Black market dealers aren’t necessarily the sorts of professionals who adhere to standards dictated by industries and insurance companies. They offer commercial-grade rockets mixed with homemade devices and store their goods in residential neighborhoods. That can have nasty outcomes.

“In March of this year, a home was rocked by explosions caused by a massive cache of illegal fireworks,” KABC reported earlier this month. “Two cousins were killed in the blast and subsequent fire.”

State and local authorities have stepped up enforcement, but that’s had little impact.

“California residents already know the struggle to rein in the use of illegal fireworks,” Priya Arora noted in The New York Times in mid-June. “Residents in Fresno have made hundreds of complaints to law enforcement agencies and City Council members in recent weeks about the almost nightly sound of popping fireworks,” Arora added.

As authorities should know by now, imposing legal restrictions on any popular good or service does less to limit availability than it does to drive the market beyond control and into the hands of criminals. We’ve seen that with alcohol, the sex trade, drugs, guns, and now fireworks. Prohibitionists don’t eliminate the things they hate; they bring us moonshine, sex workers dodging both cops and pimps, smuggled heroin of uncertain purity, garage-built ghost guns, and explosives piled in backyards. Once a market is driven underground, quality becomes unpredictable, business practices are sketchy, and safety standards take a turn for the not-so-safe.

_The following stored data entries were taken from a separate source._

//! Best-effort status notifications.
//!
//! The station runs unattended for days; the notification channel is how a
//! human keeps an eye on it. Publishing is strictly fire and forget: a
//! broken channel must never stall or abort the scan schedule, so failures
//! are logged locally and dropped.

use std::time::Duration;

use chrono::Local;
use ureq::Agent;

use crate::station::DeviceMap;

const DATE_FMT: &str = "%d/%m/%Y %H:%M:%S";

/// Local-time stamp appended to every notification.
pub fn timestamp() -> String {
    Local::now().format(DATE_FMT).to_string()
}

/// Upper-cased station acknowledgement with the standard timestamp line.
pub fn ack_message(message: &str) -> String {
    format!("{}\n\n[{}]", message.to_uppercase(), timestamp())
}

/// Arbitrary text with the standard timestamp line.
pub fn stamped(text: &str) -> String {
    format!("{text}\n[{}]", timestamp())
}

/// Human-readable device listing: one section per port, one `NN: board_id`
/// line per board.
pub fn device_listing(map: &DeviceMap) -> String {
    let mut text = String::new();
    for (port_name, boards) in &map.ports {
        text.push_str(&port_name.to_uppercase());
        text.push('\n');
        for board in boards {
            text.push_str(&format!("{:0>2}: {}\n", board.slot, board.board_id));
        }
        text.push('\n');
    }
    format!("{text}[{}]", timestamp())
}

/// Fire-and-forget sink for status lines.
pub trait Notify {
    /// Must not block beyond a short bounded timeout and must not fail.
    fn publish(&self, text: &str);
}

impl<T: Notify + ?Sized> Notify for Box<T> {
    fn publish(&self, text: &str) {
        (**self).publish(text)
    }
}

/// Mirrors notifications into the log; used when no chat channel is
/// configured.
pub struct LogNotifier;

impl Notify for LogNotifier {
    fn publish(&self, text: &str) {
        log::info!("notify: {}", text.replace('\n', " / "));
    }
}

/// Telegram Bot API sink.
pub struct TelegramNotifier {
    agent: Agent,
    url: String,
    chat_id: String,
    token: String,
}

impl TelegramNotifier {
    /// `timeout` bounds how long a single publish may stall the caller.
    pub fn new(token: &str, chat_id: &str, timeout: Duration) -> Self {
        let agent: Agent = Agent::config_builder()
            .timeout_global(Some(timeout))
            .http_status_as_error(false)
            .build()
            .into();
        Self {
            agent,
            url: format!("https://api.telegram.org/bot{token}/sendMessage"),
            chat_id: chat_id.to_string(),
            token: token.to_string(),
        }
    }

    /// Transport errors can echo the request URL, which carries the bot
    /// token. Strip it before the text reaches the log.
    fn redact(&self, text: &str) -> String {
        text.replace(&self.token, "<token>")
    }
}

impl Notify for TelegramNotifier {
    fn publish(&self, text: &str) {
        let payload = serde_json::json!({
            "chat_id": self.chat_id,
            "text": text,
        });
        match self.agent.post(&self.url).send_json(&payload) {
            Ok(response) if response.status().is_success() => {}
            Ok(response) => {
                log::warn!("telegram rejected notification: HTTP {}", response.status());
            }
            Err(err) => {
                log::warn!(
                    "telegram notification failed: {}",
                    self.redact(&err.to_string())
                );
            }
        }
    }
}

That’s not to say that legal markets are entirely without risk. On July 4, a cache of commercial fireworks blew up in Ocean City, Maryland, as professionals were setting up for a scheduled display. “One employee with the fireworks company suffered minor injuries,” according to WGAL. “Police said no one else was hurt.”

Compare that toll to the two deaths in the Ontario, California fireworks explosion—or to the 17 people injured when the LAPD tried to dispose of illegal fireworks. Legal markets can’t guarantee perfect safety in a world in which that’s never an option. But they do create environments in which industry standards, legal liability, insurance rules, public opinion, and regulatory pressures act to encourage responsible behavior and reduce risk.

On the other hand, if you want to maximize the dangers of any activity, go ahead and impose tight restrictions or prohibitions. Then sit back and watch as people who don’t give a damn about rules move in and set the standards—and face off against enforcers who can be as dangerous as criminals.

Official attitudes don’t have to be restrictive and risk-maximizing.

“This is the time of year that people always ask us about obtaining a fireworks permit,” the Marlborough, New Hampshire Police Department posted on its Facebook page the day before the LAPD blew up a neighborhood it was “protecting” from illegal fireworks. “Marlborough does not have a fireworks ordinance so permits are not required. If you insist, you can issue yourself a permit using the template pictured below. Please keep safety a priority, as freedom is best celebrated with ten fingers.”

Attached was a picture of Ron Swanson, the libertarian character from Parks and Recreation, holding a paper with text saying “I can do what I want.”

There are all sorts of goods and activities in this world that come with a bit of danger attached. Minimizing the associated risks requires keeping those things legal so that people so inclined can enjoy them in a reasonably responsible way. The alternative to legalization isn’t an absence of peril; it’s a guy stacking contraband on his back patio until cops come rumbling down the street to “protect” the public with ill-considered tactics that blow out windows and put people in the hospital.